All that is required is the number of lines in this listing that hold "Lifetime".

DATA PROVIDED Start Marker

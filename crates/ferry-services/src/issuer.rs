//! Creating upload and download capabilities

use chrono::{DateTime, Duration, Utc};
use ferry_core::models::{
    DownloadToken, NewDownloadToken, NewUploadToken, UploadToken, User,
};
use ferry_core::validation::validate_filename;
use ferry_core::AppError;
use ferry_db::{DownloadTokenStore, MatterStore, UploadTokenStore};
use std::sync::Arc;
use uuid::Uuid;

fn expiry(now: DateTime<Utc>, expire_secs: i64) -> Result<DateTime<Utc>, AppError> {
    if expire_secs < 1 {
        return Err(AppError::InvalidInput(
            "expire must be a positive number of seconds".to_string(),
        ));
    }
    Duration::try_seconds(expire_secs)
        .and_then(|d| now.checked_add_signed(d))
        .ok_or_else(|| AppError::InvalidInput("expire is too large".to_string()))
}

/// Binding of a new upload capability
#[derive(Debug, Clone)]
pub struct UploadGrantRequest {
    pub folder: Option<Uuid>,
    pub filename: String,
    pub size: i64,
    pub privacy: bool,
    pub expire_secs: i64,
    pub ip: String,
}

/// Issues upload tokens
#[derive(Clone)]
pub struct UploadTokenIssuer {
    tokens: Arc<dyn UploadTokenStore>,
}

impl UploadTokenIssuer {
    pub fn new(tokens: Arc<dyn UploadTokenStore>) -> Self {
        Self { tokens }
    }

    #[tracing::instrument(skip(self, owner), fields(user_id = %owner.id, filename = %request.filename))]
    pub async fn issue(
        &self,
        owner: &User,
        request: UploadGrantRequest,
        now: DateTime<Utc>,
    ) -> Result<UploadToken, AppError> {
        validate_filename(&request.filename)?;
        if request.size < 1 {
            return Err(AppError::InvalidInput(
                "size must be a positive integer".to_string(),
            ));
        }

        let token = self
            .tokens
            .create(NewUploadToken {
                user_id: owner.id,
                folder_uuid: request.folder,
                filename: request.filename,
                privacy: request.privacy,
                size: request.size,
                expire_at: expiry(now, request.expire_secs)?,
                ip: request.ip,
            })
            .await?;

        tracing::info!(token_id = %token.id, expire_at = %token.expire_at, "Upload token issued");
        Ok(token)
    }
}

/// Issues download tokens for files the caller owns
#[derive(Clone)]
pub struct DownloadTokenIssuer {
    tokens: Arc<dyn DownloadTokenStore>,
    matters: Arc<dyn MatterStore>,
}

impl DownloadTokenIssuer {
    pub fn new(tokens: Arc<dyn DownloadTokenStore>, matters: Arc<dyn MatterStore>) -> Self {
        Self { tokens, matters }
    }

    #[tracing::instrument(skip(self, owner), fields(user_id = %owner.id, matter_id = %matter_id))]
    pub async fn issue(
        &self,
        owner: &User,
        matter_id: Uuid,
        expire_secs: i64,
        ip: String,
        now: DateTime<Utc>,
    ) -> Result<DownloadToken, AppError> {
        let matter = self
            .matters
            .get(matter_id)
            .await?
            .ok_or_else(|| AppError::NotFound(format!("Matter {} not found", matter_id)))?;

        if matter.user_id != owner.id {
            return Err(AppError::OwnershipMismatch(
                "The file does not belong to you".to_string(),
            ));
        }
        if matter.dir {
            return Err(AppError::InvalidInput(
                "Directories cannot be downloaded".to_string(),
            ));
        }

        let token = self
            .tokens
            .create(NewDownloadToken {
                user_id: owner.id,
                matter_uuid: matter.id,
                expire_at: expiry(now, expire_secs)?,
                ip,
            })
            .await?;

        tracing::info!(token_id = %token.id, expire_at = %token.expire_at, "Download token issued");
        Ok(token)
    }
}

DATA PROVIDED End Marker
DATA PROVIDED Start Marker

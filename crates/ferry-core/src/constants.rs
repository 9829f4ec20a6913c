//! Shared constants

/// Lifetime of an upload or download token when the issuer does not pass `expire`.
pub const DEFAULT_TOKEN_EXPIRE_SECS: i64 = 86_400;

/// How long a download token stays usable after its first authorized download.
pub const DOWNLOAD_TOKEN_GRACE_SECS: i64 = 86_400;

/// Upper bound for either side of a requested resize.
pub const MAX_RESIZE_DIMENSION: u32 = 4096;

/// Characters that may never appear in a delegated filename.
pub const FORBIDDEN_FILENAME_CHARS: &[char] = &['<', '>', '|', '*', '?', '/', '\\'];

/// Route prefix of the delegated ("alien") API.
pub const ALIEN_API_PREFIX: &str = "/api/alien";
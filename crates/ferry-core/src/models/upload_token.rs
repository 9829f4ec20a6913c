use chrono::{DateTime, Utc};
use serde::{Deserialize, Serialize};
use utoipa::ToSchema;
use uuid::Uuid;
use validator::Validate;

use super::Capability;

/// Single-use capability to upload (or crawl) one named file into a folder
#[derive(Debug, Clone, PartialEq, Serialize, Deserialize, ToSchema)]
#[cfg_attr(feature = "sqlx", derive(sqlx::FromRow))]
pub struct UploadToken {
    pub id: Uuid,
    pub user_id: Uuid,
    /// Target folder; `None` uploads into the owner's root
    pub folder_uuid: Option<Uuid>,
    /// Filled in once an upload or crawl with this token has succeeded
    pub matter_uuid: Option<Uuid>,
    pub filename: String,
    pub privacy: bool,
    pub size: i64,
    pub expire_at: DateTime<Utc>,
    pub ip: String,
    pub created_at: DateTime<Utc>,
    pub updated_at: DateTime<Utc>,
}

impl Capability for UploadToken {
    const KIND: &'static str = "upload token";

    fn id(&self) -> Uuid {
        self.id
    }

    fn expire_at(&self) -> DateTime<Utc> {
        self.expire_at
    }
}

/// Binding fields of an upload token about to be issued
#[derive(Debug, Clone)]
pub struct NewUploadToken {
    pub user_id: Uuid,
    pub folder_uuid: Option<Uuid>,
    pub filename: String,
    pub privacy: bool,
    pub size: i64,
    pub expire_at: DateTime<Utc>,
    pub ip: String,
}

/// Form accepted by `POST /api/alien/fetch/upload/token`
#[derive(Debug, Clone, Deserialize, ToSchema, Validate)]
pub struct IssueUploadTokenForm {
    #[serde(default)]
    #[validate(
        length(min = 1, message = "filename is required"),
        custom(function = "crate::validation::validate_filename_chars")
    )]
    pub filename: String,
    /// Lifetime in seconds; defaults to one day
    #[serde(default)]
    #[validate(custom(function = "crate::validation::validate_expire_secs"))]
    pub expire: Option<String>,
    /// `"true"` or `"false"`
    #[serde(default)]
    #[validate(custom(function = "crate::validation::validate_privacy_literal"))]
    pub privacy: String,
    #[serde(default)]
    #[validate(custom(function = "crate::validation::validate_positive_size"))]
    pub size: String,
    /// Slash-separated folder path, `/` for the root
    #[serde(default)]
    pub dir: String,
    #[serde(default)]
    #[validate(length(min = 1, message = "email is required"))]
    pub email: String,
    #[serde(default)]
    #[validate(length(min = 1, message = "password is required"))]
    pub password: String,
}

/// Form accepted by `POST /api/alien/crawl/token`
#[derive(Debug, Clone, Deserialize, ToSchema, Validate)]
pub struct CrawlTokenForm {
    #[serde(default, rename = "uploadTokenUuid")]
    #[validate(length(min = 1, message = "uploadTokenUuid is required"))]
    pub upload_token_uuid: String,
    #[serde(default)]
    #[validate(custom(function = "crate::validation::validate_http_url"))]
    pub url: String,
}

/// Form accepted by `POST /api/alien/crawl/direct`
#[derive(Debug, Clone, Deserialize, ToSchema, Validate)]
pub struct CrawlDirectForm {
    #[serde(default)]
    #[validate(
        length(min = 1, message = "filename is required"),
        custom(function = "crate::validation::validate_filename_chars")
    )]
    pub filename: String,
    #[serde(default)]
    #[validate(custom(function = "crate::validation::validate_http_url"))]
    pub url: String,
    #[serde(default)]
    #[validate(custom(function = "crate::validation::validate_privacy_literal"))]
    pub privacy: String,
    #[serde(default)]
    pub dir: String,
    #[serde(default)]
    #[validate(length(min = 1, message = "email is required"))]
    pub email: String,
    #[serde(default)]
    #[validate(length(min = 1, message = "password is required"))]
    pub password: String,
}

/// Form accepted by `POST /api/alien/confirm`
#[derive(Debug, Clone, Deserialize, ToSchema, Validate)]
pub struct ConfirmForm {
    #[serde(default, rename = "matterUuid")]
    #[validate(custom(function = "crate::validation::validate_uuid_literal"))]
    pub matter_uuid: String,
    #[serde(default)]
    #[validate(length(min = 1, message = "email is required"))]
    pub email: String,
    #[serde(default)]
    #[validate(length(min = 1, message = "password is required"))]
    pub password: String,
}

DATA PROVIDED End Marker

▶ **YOUR RESPONSE**
2